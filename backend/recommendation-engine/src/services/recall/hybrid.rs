use super::{CollaborativeStrategy, ContentStrategy, ScoringStrategy, StrategyContext};
use crate::config::RecommendOptions;
use crate::models::{Candidate, CandidateSource, ItemId, UserId};
use crate::utils::{normalize_score, score_bounds, sort_candidates};
use std::collections::BTreeMap;
use tracing::info;

/// Linear blend of collaborative and content scores
///
/// Each side is min-max normalized over its own candidates before
/// blending, so the two score scales (ratings vs cosine) are comparable.
pub struct HybridStrategy {
    collaborative: CollaborativeStrategy,
    content: ContentStrategy,
    collab_weight: f64,
    content_weight: f64,
}

impl HybridStrategy {
    /// Weights are expected to be validated; they are renormalized to sum to 1.
    pub fn new(
        collaborative: CollaborativeStrategy,
        content: ContentStrategy,
        collab_weight: f64,
        content_weight: f64,
    ) -> Self {
        let total = collab_weight + content_weight;
        let (collab_weight, content_weight) = if total > 0.0 && total.is_finite() {
            (collab_weight / total, content_weight / total)
        } else {
            (0.5, 0.5)
        };

        Self {
            collaborative,
            content,
            collab_weight,
            content_weight,
        }
    }

    pub fn from_options(options: &RecommendOptions) -> Self {
        let (collab_weight, content_weight) = options.normalized_weights();
        Self::new(
            CollaborativeStrategy::from_options(options),
            ContentStrategy::from_options(options),
            collab_weight,
            content_weight,
        )
    }

    pub fn weights(&self) -> (f64, f64) {
        (self.collab_weight, self.content_weight)
    }
}

fn normalized(candidates: &[Candidate]) -> BTreeMap<ItemId, f64> {
    let Some((min, max)) = score_bounds(candidates) else {
        return BTreeMap::new();
    };
    candidates
        .iter()
        .map(|c| (c.item_id, normalize_score(c.raw_score, min, max)))
        .collect()
}

impl ScoringStrategy for HybridStrategy {
    fn name(&self) -> &str {
        "hybrid"
    }

    fn source(&self) -> CandidateSource {
        CandidateSource::Hybrid
    }

    fn score(&self, ctx: &StrategyContext<'_>, user_id: UserId) -> Vec<Candidate> {
        let collab = self.collaborative.score(ctx, user_id);
        let content = self.content.score(ctx, user_id);

        if collab.is_empty() && content.is_empty() {
            return Vec::new();
        }

        let collab_scores = normalized(&collab);
        let content_scores = normalized(&content);

        let mut merged: BTreeMap<ItemId, Candidate> = BTreeMap::new();
        for candidate in collab.into_iter().chain(content) {
            let entry = merged
                .entry(candidate.item_id)
                .or_insert_with(|| Candidate::new(candidate.item_id, 0.0, CandidateSource::Hybrid));
            entry.evidence.extend(candidate.evidence);
        }

        for (item_id, candidate) in merged.iter_mut() {
            let c = collab_scores.get(item_id).copied();
            let t = content_scores.get(item_id).copied();
            candidate.raw_score = match (c, t) {
                (Some(c), Some(t)) => self.collab_weight * c + self.content_weight * t,
                // one side only: weight renormalized over the sides present
                (Some(c), None) if self.collab_weight > 0.0 => c,
                (None, Some(t)) if self.content_weight > 0.0 => t,
                _ => 0.0,
            };
        }

        let mut candidates: Vec<Candidate> = merged.into_values().collect();
        sort_candidates(&mut candidates);

        info!(
            user_id,
            collaborative = collab_scores.len(),
            content = content_scores.len(),
            merged = candidates.len(),
            "Hybrid blend completed"
        );

        candidates
    }
}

════

# PROBLEM TO SOLVE:
The records above are to be given again in full, word for word.

# REPLY:
filename backend/recommendation-engine/src/services/recall/hybrid.rs
use super::{CollaborativeStrategy, ContentStrategy, ScoringStrategy, StrategyContext};
use crate::config::RecommendOptions;
use crate::models::{Candidate, CandidateSource, ItemId, UserId};
use crate::utils::{normalize_score, score_bounds, sort_candidates};
use std::collections::BTreeMap;
use tracing::info;

/// Linear blend of collaborative and content scores
///
/// Each side is min-max normalized over its own candidates before
/// blending, so the two score scales (ratings vs cosine) are comparable.
pub struct HybridStrategy {
    collaborative: CollaborativeStrategy,
    content: ContentStrategy,
    collab_weight: f64,
    content_weight: f64,
}

impl HybridStrategy {
    /// Weights are expected to be validated; they are renormalized to sum to 1.
    pub fn new(
        collaborative: CollaborativeStrategy,
        content: ContentStrategy,
        collab_weight: f64,
        content_weight: f64,
    ) -> Self {
        let total = collab_weight + content_weight;
        let (collab_weight, content_weight) = if total > 0.0 && total.is_finite() {
            (collab_weight / total, content_weight / total)
        } else {
            (0.5, 0.5)
        };

        Self {
            collaborative,
            content,
            collab_weight,
            content_weight,
        }
    }

    pub fn from_options(options: &RecommendOptions) -> Self {
        let (collab_weight, content_weight) = options.normalized_weights();
        Self::new(
            CollaborativeStrategy::from_options(options),
            ContentStrategy::from_options(options),
            collab_weight,
            content_weight,
        )
    }

    pub fn weights(&self) -> (f64, f64) {
        (self.collab_weight, self.content_weight)
    }
}

fn normalized(candidates: &[Candidate]) -> BTreeMap<ItemId, f64> {
    let Some((min, max)) = score_bounds(candidates) else {
        return BTreeMap::new();
    };
    candidates
        .iter()
        .map(|c| (c.item_id, normalize_score(c.raw_score, min, max)))
        .collect()
}

impl ScoringStrategy for HybridStrategy {
    fn name(&self) -> &str {
        "hybrid"
    }

    fn source(&self) -> CandidateSource {
        CandidateSource::Hybrid
    }

    fn score(&self, ctx: &StrategyContext<'_>, user_id: UserId) -> Vec<Candidate> {
        let collab = self.collaborative.score(ctx, user_id);
        let content = self.content.score(ctx, user_id);

        if collab.is_empty() && content.is_empty() {
            return Vec::new();
        }

        let collab_scores = normalized(&collab);
        let content_scores = normalized(&content);

        let mut merged: BTreeMap<ItemId, Candidate> = BTreeMap::new();
        for candidate in collab.into_iter().chain(content) {
            let entry = merged
                .entry(candidate.item_id)
                .or_insert_with(|| Candidate::new(candidate.item_id, 0.0, CandidateSource::Hybrid));
            entry.evidence.extend(candidate.evidence);
        }

        for (item_id, candidate) in merged.iter_mut() {
            let c = collab_scores.get(item_id).copied();
            let t = content_scores.get(item_id).copied();
            candidate.raw_score = match (c, t) {
                (Some(c), Some(t)) => self.collab_weight * c + self.content_weight * t,
                // one side only: weight renormalized over the sides present
                (Some(c), None) if self.collab_weight > 0.0 => c,
                (None, Some(t)) if self.content_weight > 0.0 => t,
                _ => 0.0,
            };
        }

        let mut candidates: Vec<Candidate> = merged.into_values().collect();
        sort_candidates(&mut candidates);

        info!(
            user_id,
            collaborative = collab_scores.len(),
            content = content_scores.len(),
            merged = candidates.len(),
            "Hybrid blend completed"
        );

        candidates
    }
}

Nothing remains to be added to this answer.